*** Begin section ***

//! Wire-level types for the binkp/1.0 protocol.
//!
//! binkp is FidoNet's binary point-to-point mail protocol: a TCP stream of
//! length-prefixed frames, where command frames carry a one-byte opcode and
//! an ASCII argument string, and data frames carry raw file bytes.
//!
//! This crate is pure data — no I/O, no session policy:
//!
//! - [`Frame`]: the 2-byte-header frame codec
//! - [`Command`]: the eleven binkp commands as a typed sum
//! - [`Address`]: FidoNet `zone:net/node.point@domain` addresses
//! - [`escape`]: file-name escaping for command arguments
//!
//! The session state machine that gives these types meaning lives in
//! `binkmail-core`.

pub mod address;
pub mod command;
pub mod errors;
pub mod escape;
pub mod frame;

pub use address::{Address, parse_address_list};
pub use command::{Command, FileAck, FileName, FileOffer, FileRef};
pub use errors::ProtocolError;
pub use frame::Frame;

/// Default binkp TCP port.
pub const DEFAULT_PORT: u16 = 24554;
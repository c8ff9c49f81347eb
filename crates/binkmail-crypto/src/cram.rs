//! CRAM challenge-response authentication.
//!
//! The answering side of a binkp session may advertise a random challenge
//! in its greeting (`M_NUL OPT CRAM-MD5-<hex>` / `CRAM-SHA1-<hex>`); the
//! caller then proves knowledge of the shared password by sending
//! `M_PWD CRAM-<ALG>-<hmac_hex>` instead of plaintext, where the HMAC is
//! keyed by the password over the raw challenge bytes. The password never
//! crosses the wire and the challenge never repeats, so a captured session
//! cannot be replayed.
//!
//! # Security
//!
//! - Challenges are 32 bytes from the OS entropy source; if that fails, a
//!   clock-seeded stream cipher is used instead and a warning is logged.
//! - Response verification recomputes the expected digest and compares
//!   with [`constant_time_eq`], which inspects every byte regardless of
//!   where the first mismatch sits.

use hmac::{Hmac, Mac};
use md5::Md5;
use rand_chacha::{
    ChaCha12Rng,
    rand_core::{RngCore, SeedableRng},
};
use sha1::Sha1;
use thiserror::Error;

use crate::secret::Secret;

type HmacMd5 = Hmac<Md5>;
type HmacSha1 = Hmac<Sha1>;

/// Challenge length in bytes.
pub const CHALLENGE_LEN: usize = 32;

/// Errors from challenge parsing and response verification.
#[derive(Error, Debug, Clone, PartialEq, Eq)]
pub enum CramError {
    /// A `CRAM-…` keyword did not have the `CRAM-<ALG>-<hex>` shape.
    #[error("malformed CRAM keyword: {0}")]
    Malformed(String),

    /// The algorithm list contained nothing we implement.
    #[error("no supported CRAM algorithm in '{0}'")]
    UnsupportedAlgorithm(String),

    /// The response digest did not match the expected one.
    #[error("CRAM response verification failed")]
    AuthFailed,
}

/// HMAC algorithms usable for CRAM responses.
#[derive(Debug, Clone, Copy, PartialEq, Eq, PartialOrd, Ord)]
pub enum CramAlgorithm {
    /// HMAC-MD5 (the binkp baseline).
    Md5,
    /// HMAC-SHA1 (preferred when both sides support it).
    Sha1,
}

impl CramAlgorithm {
    /// Keyword label as it appears on the wire.
    #[must_use]
    pub fn label(self) -> &'static str {
        match self {
            Self::Md5 => "MD5",
            Self::Sha1 => "SHA1",
        }
    }

    fn from_label(label: &str) -> Option<Self> {
        match label.to_ascii_uppercase().as_str() {
            "MD5" => Some(Self::Md5),
            "SHA1" => Some(Self::Sha1),
            _ => None,
        }
    }

    /// Pick the strongest algorithm both sides support: SHA1 over MD5.
    #[must_use]
    pub fn select(offered: &[Self]) -> Option<Self> {
        offered.iter().copied().max()
    }

    /// HMAC of `data` keyed by `key`, as lowercase hex.
    #[must_use]
    pub fn hmac_hex(self, key: &[u8], data: &[u8]) -> String {
        match self {
            Self::Md5 => {
                let Ok(mut mac) = HmacMd5::new_from_slice(key) else {
                    unreachable!("HMAC accepts any key size");
                };
                mac.update(data);
                hex::encode(mac.finalize().into_bytes())
            },
            Self::Sha1 => {
                let Ok(mut mac) = HmacSha1::new_from_slice(key) else {
                    unreachable!("HMAC accepts any key size");
                };
                mac.update(data);
                hex::encode(mac.finalize().into_bytes())
            },
        }
    }
}

/// A CRAM challenge as issued by the answering side.
#[derive(Debug, Clone, PartialEq, Eq)]
pub struct CramChallenge {
    /// Raw challenge bytes (the HMAC input).
    pub bytes: Vec<u8>,
    /// Algorithms the issuer accepts responses in.
    pub algorithms: Vec<CramAlgorithm>,
}

impl CramChallenge {
    /// Generate a fresh challenge accepting both MD5 and SHA1 responses.
    ///
    /// Draws [`CHALLENGE_LEN`] bytes from the OS entropy source. If the
    /// OS source fails, falls back to a ChaCha stream seeded from the
    /// clock and process id and logs a warning; the session still gets a
    /// unique-per-call challenge.
    #[must_use]
    pub fn generate() -> Self {
        let mut bytes = vec![0u8; CHALLENGE_LEN];
        if let Err(err) = getrandom::fill(&mut bytes) {
            tracing::warn!("OS entropy unavailable ({err}), using clock-seeded challenge");
            let nanos = std::time::SystemTime::now()
                .duration_since(std::time::UNIX_EPOCH)
                .map_or(0, |d| d.as_nanos() as u64);
            let seed = nanos ^ (u64::from(std::process::id()) << 32);
            ChaCha12Rng::seed_from_u64(seed).fill_bytes(&mut bytes);
        }
        Self { bytes, algorithms: vec![CramAlgorithm::Md5, CramAlgorithm::Sha1] }
    }

    /// Challenge bytes as lowercase hex.
    #[must_use]
    pub fn hex(&self) -> String {
        hex::encode(&self.bytes)
    }

    /// `OPT` keywords advertising this challenge, one per algorithm.
    #[must_use]
    pub fn opt_keywords(&self) -> Vec<String> {
        let hex = self.hex();
        self.algorithms.iter().map(|alg| format!("CRAM-{}-{hex}", alg.label())).collect()
    }

    /// Parse a `CRAM-<ALG>-<hex>` keyword from a peer's `OPT` line.
    ///
    /// The `<ALG>` part may list several algorithms separated by `/`
    /// (`CRAM-MD5/SHA1-<hex>`), a form some mailers emit to advertise one
    /// challenge for all algorithms at once. Returns `None` for keywords
    /// that are not CRAM at all.
    ///
    /// # Errors
    ///
    /// - `CramError::Malformed` if the shape or hex is wrong
    /// - `CramError::UnsupportedAlgorithm` if no listed algorithm is known
    pub fn parse_keyword(keyword: &str) -> Option<Result<Self, CramError>> {
        let rest = keyword.strip_prefix("CRAM-")?;
        Some(Self::parse_body(keyword, rest))
    }

    fn parse_body(keyword: &str, rest: &str) -> Result<Self, CramError> {
        let (alg_part, hex_part) =
            rest.split_once('-').ok_or_else(|| CramError::Malformed(keyword.to_string()))?;

        let algorithms: Vec<CramAlgorithm> =
            alg_part.split('/').filter_map(CramAlgorithm::from_label).collect();
        if algorithms.is_empty() {
            return Err(CramError::UnsupportedAlgorithm(alg_part.to_string()));
        }

        let bytes =
            hex::decode(hex_part).map_err(|_| CramError::Malformed(keyword.to_string()))?;
        if bytes.is_empty() {
            return Err(CramError::Malformed(keyword.to_string()));
        }

        Ok(Self { bytes, algorithms })
    }

    /// Compute the `M_PWD` argument answering this challenge.
    ///
    /// Picks the strongest mutually supported algorithm.
    ///
    /// # Errors
    ///
    /// - `CramError::UnsupportedAlgorithm` if the challenge lists none we
    ///   implement (cannot happen for challenges built by `parse_keyword`)
    pub fn respond(&self, secret: &Secret) -> Result<String, CramError> {
        let algorithm = CramAlgorithm::select(&self.algorithms)
            .ok_or_else(|| CramError::UnsupportedAlgorithm("(none)".to_string()))?;
        let digest = algorithm.hmac_hex(secret.as_bytes(), &self.bytes);
        Ok(format!("CRAM-{}-{digest}", algorithm.label()))
    }

    /// Verify a peer's `M_PWD` response against this challenge.
    ///
    /// # Errors
    ///
    /// - `CramError::Malformed` if the response is not `CRAM-<ALG>-<hex>`
    /// - `CramError::UnsupportedAlgorithm` for an algorithm we did not
    ///   offer
    /// - `CramError::AuthFailed` on digest mismatch
    pub fn verify(&self, secret: &Secret, response: &str) -> Result<(), CramError> {
        let rest = response
            .strip_prefix("CRAM-")
            .ok_or_else(|| CramError::Malformed(response.to_string()))?;
        let (alg_label, digest_hex) =
            rest.split_once('-').ok_or_else(|| CramError::Malformed(response.to_string()))?;

        let algorithm = CramAlgorithm::from_label(alg_label)
            .filter(|alg| self.algorithms.contains(alg))
            .ok_or_else(|| CramError::UnsupportedAlgorithm(alg_label.to_string()))?;

        let expected = algorithm.hmac_hex(secret.as_bytes(), &self.bytes);
        if constant_time_eq(expected.as_bytes(), digest_hex.to_ascii_lowercase().as_bytes()) {
            Ok(())
        } else {
            Err(CramError::AuthFailed)
        }
    }
}

/// Compare two byte strings without early exit.
///
/// Every byte pair feeds an accumulator; the comparison touches all bytes
/// even after a mismatch, so timing does not reveal the position of the
/// first differing byte. Inputs of unequal length compare unequal after a
/// full pass over the shorter one.
#[must_use]
pub fn constant_time_eq(a: &[u8], b: &[u8]) -> bool {
    let mut acc = (a.len() ^ b.len()) as u8;
    for (x, y) in a.iter().zip(b.iter()) {
        acc |= x ^ y;
    }
    acc == 0
}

*** End section ***

Activity:
Across the data above, how many lines include the word "instead"? Give only the number.

Exercise answer:
2